COOPERATIVE LIGAND-BINDING OF CROSS-LINKED HEMOGLOBINS AT VERY HIGH-TEMPERATURES

Human hemoglobin was reacted with the bifunctional reagent bis(3,5-dibromosalicyl) fumarate to yield a derivative (Hb αα̂) crosslinked between the two α-chains; when the reaction was carried out with HbA already crosslinked between the two β-chains by 2-nor-2-formylpyridoxal 5′-phosphate, a doubly crosslinked derivative (Hb αα̂ββ̂) was obtained. We have observed that both modified hemoglobins are extremely stable up to temperatures of at least 85°C. The carbon monoxide binding kinetics of both crosslinked hemoglobins, studied at temperatures between 15 and 85°C, by means of stopped flow and flash photolysis techniques, show that the ligand-linked allosteric transition is maintained even at the highest temperatures.
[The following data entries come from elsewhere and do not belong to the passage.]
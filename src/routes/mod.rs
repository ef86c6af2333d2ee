// HTTP + WebSocket routes

mod http;
mod ws;

use axum::{
    Json, Router,
    http::StatusCode,
    response::{IntoResponse, Response},
    routing::get,
};
use std::sync::Arc;
use tower_http::cors::{Any, CorsLayer};

use crate::aggregator::Aggregator;
use crate::collectors::CollectionContext;
use crate::config::AppConfig;
use crate::error::MonitorError;

#[derive(Clone)]
pub(crate) struct AppState {
    pub(crate) aggregator: Aggregator,
    /// Shared by one-shot requests so container CPU has a baseline between polls.
    /// Each WebSocket stream gets its own.
    pub(crate) ctx: Arc<CollectionContext>,
    pub(crate) config: AppConfig,
}

pub fn app(aggregator: Aggregator, config: AppConfig) -> Router {
    let state = AppState {
        aggregator,
        ctx: Arc::new(CollectionContext::new()),
        config,
    };
    Router::new()
        .route("/version", get(http::version_handler)) // GET /version
        .route("/api/all", get(http::all_handler)) // GET /api/all?top=N
        .route("/api/docker/{id}", get(http::container_handler)) // GET /api/docker/{id}
        .route("/api/{domain}", get(http::domain_handler)) // GET /api/cpu, /api/process?top=N, ...
        .route("/ws", get(ws::ws_stream)) // WS /ws?interval=S&top=N
        .layer(CorsLayer::new().allow_origin(Any))
        .with_state(state)
}

impl IntoResponse for MonitorError {
    fn into_response(self) -> Response {
        let status = match &self {
            MonitorError::Configuration(_) => StatusCode::BAD_REQUEST,
            MonitorError::SourceUnavailable { .. } => StatusCode::SERVICE_UNAVAILABLE,
            MonitorError::Transport(_) => StatusCode::INTERNAL_SERVER_ERROR,
        };
        (status, Json(serde_json::json!({ "error": self.to_string() }))).into_response()
    }
}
These results are also relevant to the mechanism of thermal unfolding of human hemoglobin, since they show that dissociation into αβ dimers (and exposure of the relatively hydrophobic dimer-dimer interfaces) is an obligatory step in the irreversible denaturation of deoxy and carbon monoxy hemoglobin. © 1990 Academic Press Limited.